- WHAT THIS TASK INVOLVES
The lines from the top of the records below through the one containing "use crate::Result;" are to be transcribed exactly, and nothing else is to be added.

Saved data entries

/*!
Change report persistence.

Reports land in a `reports/` directory under the snapshot output directory,
one file per backup run, and only when there is something to report.
*/

use std::path::{Path, PathBuf};

use chrono::{DateTime, Utc};
use serde::{Deserialize, Serialize};
use tracing::info;

use crate::diff::ChangeReport;
use crate::metadata::report_file_name;
use crate::snapshot::write_json_atomically;
use crate::Result;

/// Name of the report directory inside the output directory
pub const REPORT_DIR: &str = "reports";

/// Output formats for change reports
#[derive(Debug, Clone, Copy, Default, PartialEq, Eq, Serialize, Deserialize)]
#[serde(rename_all = "snake_case")]
pub enum ReportFormat {
    /// JSON array of `{"old"?: …, "new": …}` objects
    #[default]
    Json,
}

/// Writes change reports under `{output_dir}/reports`
#[derive(Debug, Clone)]
pub struct ReportWriter {
    report_dir: PathBuf,
    format: ReportFormat,
}

impl ReportWriter {
    pub fn new<P: AsRef<Path>>(output_dir: P) -> Self {
        Self {
            report_dir: output_dir.as_ref().join(REPORT_DIR),
            format: ReportFormat::default(),
        }
    }

    pub fn with_format(mut self, format: ReportFormat) -> Self {
        self.format = format;
        self
    }

    pub fn report_dir(&self) -> &Path {
        &self.report_dir
    }

    /// Write `report` as `changes_{base}_{YYYY-MM-DD_HHMM}.json`
    ///
    /// Returns `None` without touching the disk when the report is empty.
    ///
    /// # Errors
    /// * `TableSnapError::Persistence` - the report could not be written
    pub fn write(
        &self,
        report: &ChangeReport,
        base_name: &str,
        at: DateTime<Utc>,
    ) -> Result<Option<PathBuf>> {
        if report.is_empty() {
            return Ok(None);
        }

        let path = match self.format {
            ReportFormat::Json => {
                let path = self.report_dir.join(report_file_name(base_name, at));
                write_json_atomically(&path, report)?;
                path
            }
        };

        info!(changes = report.len(), path = %path.display(), "Wrote change report");
        Ok(Some(path))
    }

    /// Write `report` to exactly `path`, including an empty report
    ///
    /// Missing parent directories are created; the file only appears once
    /// it is completely written.
    pub fn write_to(&self, report: &ChangeReport, path: &Path) -> Result<()> {
        match self.format {
            ReportFormat::Json => write_json_atomically(path, report)?,
        }

        info!(changes = report.len(), path = %path.display(), "Wrote change report");
        Ok(())
    }
}
/*!
Change detection between two snapshots of a table.

Records are matched by identity key. A new record without a counterpart is
[`ChangeRecord::Added`]; one whose compared fields differ from its
counterpart is [`ChangeRecord::Modified`]. Records that exist only in the old
snapshot are not reported.
*/

use std::collections::HashMap;

use serde::{Deserialize, Serialize};
use serde_json::Value;
use tracing::debug;

use crate::record::{identity_of, Record};
use crate::{Result, TableSnapError};

/// Which fields take part in comparing two versions of a record
#[derive(Debug, Clone, Copy, Default, PartialEq, Eq, Serialize, Deserialize)]
#[serde(rename_all = "snake_case")]
pub enum FieldComparisonPolicy {
    /// Only fields present on the new record; a field dropped since the old
    /// snapshot goes unnoticed
    #[default]
    NewFieldsOnly,
    /// Fields present on either record
    Symmetric,
}

/// One difference between the old and the new snapshot
#[derive(Debug, Clone, PartialEq, Serialize)]
#[serde(untagged)]
pub enum ChangeRecord {
    Added { new: Record },
    Modified { old: Record, new: Record },
}

impl ChangeRecord {
    /// The record as it is now
    pub fn new_record(&self) -> &Record {
        match self {
            ChangeRecord::Added { new } | ChangeRecord::Modified { new, .. } => new,
        }
    }

    /// The record as it was, for modifications
    pub fn old_record(&self) -> Option<&Record> {
        match self {
            ChangeRecord::Added { .. } => None,
            ChangeRecord::Modified { old, .. } => Some(old),
        }
    }

    pub fn is_added(&self) -> bool {
        matches!(self, ChangeRecord::Added { .. })
    }

    /// Fields of the new record whose value moved, compared the way the
    /// diff compares them; empty for additions
    pub fn changed_fields(&self) -> Vec<&str> {
        match self {
            ChangeRecord::Added { .. } => Vec::new(),
            ChangeRecord::Modified { old, new } => new
                .iter()
                .filter(|(field, value)| {
                    !same_value(old.get(*field).unwrap_or(&Value::Null), value)
                })
                .map(|(field, _)| field.as_str())
                .collect(),
        }
    }
}

/// Ordered list of changes, serialized as a plain JSON array
#[derive(Debug, Clone, Default, PartialEq, Serialize)]
#[serde(transparent)]
pub struct ChangeReport {
    changes: Vec<ChangeRecord>,
}

impl ChangeReport {
    pub fn new(changes: Vec<ChangeRecord>) -> Self {
        Self { changes }
    }

    pub fn changes(&self) -> &[ChangeRecord] {
        &self.changes
    }

    pub fn into_changes(self) -> Vec<ChangeRecord> {
        self.changes
    }

    pub fn len(&self) -> usize {
        self.changes.len()
    }

    pub fn is_empty(&self) -> bool {
        self.changes.is_empty()
    }

    pub fn iter(&self) -> std::slice::Iter<'_, ChangeRecord> {
        self.changes.iter()
    }

    /// Sort ascending by the numeric value of `field` on each new record
    ///
    /// The sort is stable. If any new record lacks the field or holds a
    /// non-numeric value, the report is left untouched and the whole sort
    /// fails.
    ///
    /// # Errors
    /// * `TableSnapError::Ordering` - a record cannot be placed
    pub fn sort_by_field(&mut self, field: &str) -> Result<()> {
        let keys = self
            .changes
            .iter()
            .map(|change| ordering_key(change.new_record(), field))
            .collect::<Result<Vec<f64>>>()?;

        let mut keyed: Vec<(f64, ChangeRecord)> =
            keys.into_iter().zip(std::mem::take(&mut self.changes)).collect();
        keyed.sort_by(|a, b| a.0.total_cmp(&b.0));
        self.changes = keyed.into_iter().map(|(_, change)| change).collect();
        Ok(())
    }
}

impl<'a> IntoIterator for &'a ChangeReport {
    type Item = &'a ChangeRecord;
    type IntoIter = std::slice::Iter<'a, ChangeRecord>;

    fn into_iter(self) -> Self::IntoIter {
        self.changes.iter()
    }
}

fn ordering_key(record: &Record, field: &str) -> Result<f64> {
    match record.get(field) {
        Some(Value::Number(number)) => number.as_f64().ok_or_else(|| {
            TableSnapError::ordering(format!("'{field}' value {number} is not representable"))
        }),
        Some(other) => Err(TableSnapError::ordering(format!(
            "'{field}' must be numeric, found {other}"
        ))),
        None => Err(TableSnapError::ordering(format!(
            "changed record has no '{field}' field"
        ))),
    }
}

/// Compares snapshots keyed by one identity field
#[derive(Debug, Clone)]
pub struct DiffEngine {
    identity_key: String,
    policy: FieldComparisonPolicy,
}

impl DiffEngine {
    pub fn new<S: Into<String>>(identity_key: S) -> Self {
        Self {
            identity_key: identity_key.into(),
            policy: FieldComparisonPolicy::default(),
        }
    }

    pub fn with_policy(mut self, policy: FieldComparisonPolicy) -> Self {
        self.policy = policy;
        self
    }

    pub fn identity_key(&self) -> &str {
        &self.identity_key
    }

    /// Changes from `previous` to `current`, in `current` order
    ///
    /// Without a previous snapshot there is nothing to compare against and
    /// the report is empty. Duplicate identities in `previous` resolve to the
    /// last occurrence.
    ///
    /// # Errors
    /// * `TableSnapError::InvalidFormat` - a record lacks the identity field
    pub fn diff(&self, previous: Option<&[Record]>, current: &[Record]) -> Result<ChangeReport> {
        let Some(previous) = previous else {
            return Ok(ChangeReport::default());
        };

        let mut index: HashMap<String, &Record> = HashMap::with_capacity(previous.len());
        for record in previous {
            index.insert(identity_of(record, &self.identity_key)?, record);
        }

        let mut changes = Vec::new();
        for record in current {
            let identity = identity_of(record, &self.identity_key)?;
            match index.get(&identity) {
                None => changes.push(ChangeRecord::Added {
                    new: record.clone(),
                }),
                Some(old) if self.differs(old, record) => changes.push(ChangeRecord::Modified {
                    old: (*old).clone(),
                    new: record.clone(),
                }),
                Some(_) => {}
            }
        }

        debug!(
            previous = previous.len(),
            current = current.len(),
            changes = changes.len(),
            "Computed snapshot diff"
        );
        Ok(ChangeReport::new(changes))
    }

    // An absent field compares equal to an explicit null.
    fn differs(&self, old: &Record, new: &Record) -> bool {
        let changed = |from: &Record, to: &Record| {
            to.iter()
                .any(|(field, value)| !same_value(from.get(field).unwrap_or(&Value::Null), value))
        };

        match self.policy {
            FieldComparisonPolicy::NewFieldsOnly => changed(old, new),
            FieldComparisonPolicy::Symmetric => changed(old, new) || changed(new, old),
        }
    }
}

/// JSON equality where `1` and `1.0` are the same number
fn same_value(a: &Value, b: &Value) -> bool {
    match (a, b) {
        (Value::Number(x), Value::Number(y)) => {
            x == y || matches!((x.as_f64(), y.as_f64()), (Some(p), Some(q)) if p == q)
        }
        (Value::Array(xs), Value::Array(ys)) => {
            xs.len() == ys.len() && xs.iter().zip(ys).all(|(x, y)| same_value(x, y))
        }
        (Value::Object(xs), Value::Object(ys)) => {
            xs.len() == ys.len()
                && xs
                    .iter()
                    .all(|(k, x)| ys.get(k).is_some_and(|y| same_value(x, y)))
        }
        _ => a == b,
    }
}
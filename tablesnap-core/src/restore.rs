/*!
Replaying a snapshot into a table.

Restore is a plain sequence of insert-or-replace puts through one bulk-write
session. It is not transactional: on failure, batches already flushed stay
in the table.
*/

use std::path::Path;

use tracing::{info, warn};

use crate::record::Record;
use crate::snapshot::read_snapshot;
use crate::store::{BulkWriteSession, RecordStoreClient};
use crate::{Result, TableSnapError};

/// Outcome of a successful restore
#[derive(Debug, Clone, PartialEq, Eq)]
pub struct RestoreSummary {
    pub table_name: String,
    pub records_written: usize,
}

/// Write every record into `table`, in order
///
/// The session is flushed on every exit path. When a put fails, the session
/// is still flushed on the way out and the put's error is the one returned.
///
/// # Errors
/// * `TableSnapError::Write` - opening the session, a put or the final flush failed
pub fn restore<C, I>(client: &C, table: &str, records: I) -> Result<RestoreSummary>
where
    C: RecordStoreClient + ?Sized,
    I: IntoIterator<Item = Record>,
{
    let session = client.bulk_writer(table).map_err(as_write_failure)?;
    let mut scope = SessionScope::new(session, table);

    let mut written = 0usize;
    for record in records {
        scope.put(record)?;
        written += 1;
    }
    scope.close()?;

    #[cfg(feature = "metrics")]
    crate::observability::record_records_written(written);

    info!(table = %table, records = written, "Restored table");
    Ok(RestoreSummary {
        table_name: table.to_string(),
        records_written: written,
    })
}

/// Load a snapshot file and [`restore`] it into `table`
pub fn restore_file<C, P>(client: &C, table: &str, path: P) -> Result<RestoreSummary>
where
    C: RecordStoreClient + ?Sized,
    P: AsRef<Path>,
{
    let records = read_snapshot(path.as_ref())?;
    info!(
        table = %table,
        path = %path.as_ref().display(),
        records = records.len(),
        "Restoring snapshot"
    );
    restore(client, table, records)
}

/// Owns a bulk-write session and flushes it when dropped
struct SessionScope<'a> {
    session: Option<Box<dyn BulkWriteSession>>,
    table: &'a str,
}

impl<'a> SessionScope<'a> {
    fn new(session: Box<dyn BulkWriteSession>, table: &'a str) -> Self {
        Self {
            session: Some(session),
            table,
        }
    }

    fn put(&mut self, record: Record) -> Result<()> {
        match self.session.as_mut() {
            Some(session) => session.put(record).map_err(as_write_failure),
            None => Err(TableSnapError::write("bulk-write session already closed")),
        }
    }

    /// Flush and release the session, reporting the flush result
    fn close(mut self) -> Result<()> {
        match self.session.take() {
            Some(mut session) => session.flush().map_err(as_write_failure),
            None => Ok(()),
        }
    }
}

impl Drop for SessionScope<'_> {
    fn drop(&mut self) {
        if let Some(mut session) = self.session.take() {
            if let Err(e) = session.flush() {
                warn!(table = %self.table, error = %e, "Flush after failed restore also failed");
            }
        }
    }
}

fn as_write_failure(error: TableSnapError) -> TableSnapError {
    match error {
        TableSnapError::Write(_) => error,
        other => TableSnapError::write(other.to_string()),
    }
}
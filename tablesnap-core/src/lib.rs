/*!
# tablesnap core

Point-in-time backups of key-value tables, change reports between
consecutive backups, and restores from a backup file.

A backup run scans a table page by page, writes every record as one JSON
array to a timestamped file, and can compare the result with the most recent
earlier backup of the same base name:

- [`scan_table`] reads a whole table through a [`RecordStoreClient`]
- [`SnapshotWriter`] and [`read_snapshot`] handle snapshot files
- [`SnapshotSelector`] picks the previous snapshot in a directory
- [`DiffEngine`] produces a [`ChangeReport`] of added and modified records
- [`ReportWriter`] persists non-empty reports under `reports/`
- [`restore`] replays records through a [`BulkWriteSession`]

[`BackupEngine`] wires these together.

## Architecture

The store is a port. [`MemoryRecordStore`] is an in-process adapter used by
tests and examples; `DynamoDbRecordStore` (feature `dynamodb`) talks to
DynamoDB or DynamoDB Local. Everything else is synchronous file handling.

## Usage

```rust
use serde_json::json;
use tablesnap_core::{BackupEngine, BackupRequest, DiffConfig, MemoryRecordStore, ReportFormat};

let store = MemoryRecordStore::new("id");
store.insert("users", json!([{"id": 1, "number": 1, "name": "ada"}]))?;

let dir = tempfile::tempdir()?;
let engine = BackupEngine::new(store.clone(), DiffConfig::default());
let request = BackupRequest::new("users", dir.path()).with_report(ReportFormat::Json);

let first = engine.backup(&request)?;
assert_eq!(first.record_count, 1);

store.insert("users", json!([{"id": 2, "number": 2, "name": "grace"}]))?;
let second = engine.backup(&request.clone().with_timestamp(false))?;
assert_eq!(second.record_count, 2);
# Ok::<(), Box<dyn std::error::Error>>(())
```
*/

pub mod config;
pub mod diff;
pub mod engine;
pub mod error;
pub mod metadata;
pub mod observability;
pub mod record;
pub mod report;
pub mod restore;
pub mod scanner;
pub mod selector;
pub mod snapshot;
pub mod store;

#[cfg(test)]
mod error_tests;
#[cfg(test)]
mod metadata_tests;

pub use config::{DiffConfig, StoreConfig};
pub use diff::{ChangeRecord, ChangeReport, DiffEngine, FieldComparisonPolicy};
pub use engine::{diff_snapshot_files, BackupEngine, BackupOutcome, BackupRequest, ReportOutcome};
pub use error::{Result, TableSnapError};
pub use metadata::SnapshotMetadata;
pub use record::{ContinuationToken, Record};
pub use report::{ReportFormat, ReportWriter};
pub use restore::{restore, restore_file, RestoreSummary};
pub use scanner::scan_table;
pub use selector::{MatchMode, PrefixMatcher, SnapshotMatcher, SnapshotSelector, SubstringMatcher};
pub use snapshot::{read_snapshot, Snapshot, SnapshotWriter};
#[cfg(feature = "dynamodb")]
pub use store::DynamoDbRecordStore;
pub use store::{BulkWriteSession, MemoryRecordStore, RecordStoreClient, ScanPage};
/*!
Tests for error handling and error types.
*/

#[cfg(test)]
mod tests {
    use crate::error::TableSnapError;
    use std::io;

    #[test]
    fn test_error_display() {
        let error = TableSnapError::retrieval("scan of users failed");
        assert_eq!(error.to_string(), "Retrieval failed: scan of users failed");

        let error = TableSnapError::persistence("disk full");
        assert_eq!(error.to_string(), "Persistence failed: disk full");

        let error = TableSnapError::ordering("record 7 has no 'number'");
        assert_eq!(error.to_string(), "Ordering failed: record 7 has no 'number'");

        let error = TableSnapError::write("throughput exceeded");
        assert_eq!(error.to_string(), "Write failed: throughput exceeded");

        let error = TableSnapError::validation("empty identity key");
        assert_eq!(error.to_string(), "Validation error: empty identity key");
    }

    #[test]
    fn test_error_from_io_error() {
        let io_error = io::Error::new(io::ErrorKind::NotFound, "File not found");
        let error = TableSnapError::from(io_error);

        match error {
            TableSnapError::Io(_) => {}
            _ => panic!("Expected Io error variant"),
        }
    }

    #[test]
    fn test_error_from_json_error() {
        let json_error = serde_json::from_str::<serde_json::Value>("[{").unwrap_err();
        let error = TableSnapError::from(json_error);

        match error {
            TableSnapError::Json(_) => {}
            _ => panic!("Expected Json error variant"),
        }
    }

    #[test]
    fn test_error_is_send_and_sync() {
        fn assert_send<T: Send>() {}
        fn assert_sync<T: Sync>() {}

        assert_send::<TableSnapError>();
        assert_sync::<TableSnapError>();
    }

    #[test]
    fn test_question_mark_conversion() {
        fn read_missing() -> crate::Result<Vec<u8>> {
            Ok(std::fs::read("/definitely/not/here/snapshot.json")?)
        }

        assert!(matches!(read_missing(), Err(TableSnapError::Io(_))));
    }
}
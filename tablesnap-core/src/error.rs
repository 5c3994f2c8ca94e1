/*!
Error types for the tablesnap core engine.
*/

use thiserror::Error;

/// Result type used throughout the tablesnap core.
pub type Result<T> = std::result::Result<T, TableSnapError>;

/// Errors that can occur during backup, diff and restore operations.
#[derive(Error, Debug)]
pub enum TableSnapError {
    /// Scan, transport or authentication failure while reading the table.
    /// Fatal to the run; no partial snapshot is written.
    #[error("Retrieval failed: {0}")]
    Retrieval(String),

    /// Disk write failure for a snapshot or report file
    #[error("Persistence failed: {0}")]
    Persistence(String),

    /// A changed record is missing the numeric field the report is sorted by.
    /// Fatal to report generation only.
    #[error("Ordering failed: {0}")]
    Ordering(String),

    /// Store error during restore. Records already flushed stay committed.
    #[error("Write failed: {0}")]
    Write(String),

    /// I/O errors during file operations
    #[error("I/O error: {0}")]
    Io(#[from] std::io::Error),

    /// JSON serialization/deserialization errors
    #[error("JSON error: {0}")]
    Json(#[from] serde_json::Error),

    /// Snapshot content that does not have the expected shape
    #[error("Invalid snapshot format: {0}")]
    InvalidFormat(String),

    /// Validation errors
    #[error("Validation error: {0}")]
    Validation(String),
}

impl TableSnapError {
    /// Create a new retrieval error
    pub fn retrieval<S: Into<String>>(msg: S) -> Self {
        Self::Retrieval(msg.into())
    }

    /// Create a new persistence error
    pub fn persistence<S: Into<String>>(msg: S) -> Self {
        Self::Persistence(msg.into())
    }

    /// Create a new ordering error
    pub fn ordering<S: Into<String>>(msg: S) -> Self {
        Self::Ordering(msg.into())
    }

    /// Create a new write error
    pub fn write<S: Into<String>>(msg: S) -> Self {
        Self::Write(msg.into())
    }

    /// Create a new invalid format error
    pub fn invalid_format<S: Into<String>>(msg: S) -> Self {
        Self::InvalidFormat(msg.into())
    }

    /// Create a new validation error
    pub fn validation<S: Into<String>>(msg: S) -> Self {
        Self::Validation(msg.into())
    }
}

- SOLUTION TO THIS PROBLEM
/*!
Change report persistence.

Reports land in a `reports/` directory under the snapshot output directory,
one file per backup run, and only when there is something to report.
*/

use std::path::{Path, PathBuf};

use chrono::{DateTime, Utc};
use serde::{Deserialize, Serialize};
use tracing::info;

use crate::diff::ChangeReport;
use crate::metadata::report_file_name;
use crate::snapshot::write_json_atomically;
use crate::Result;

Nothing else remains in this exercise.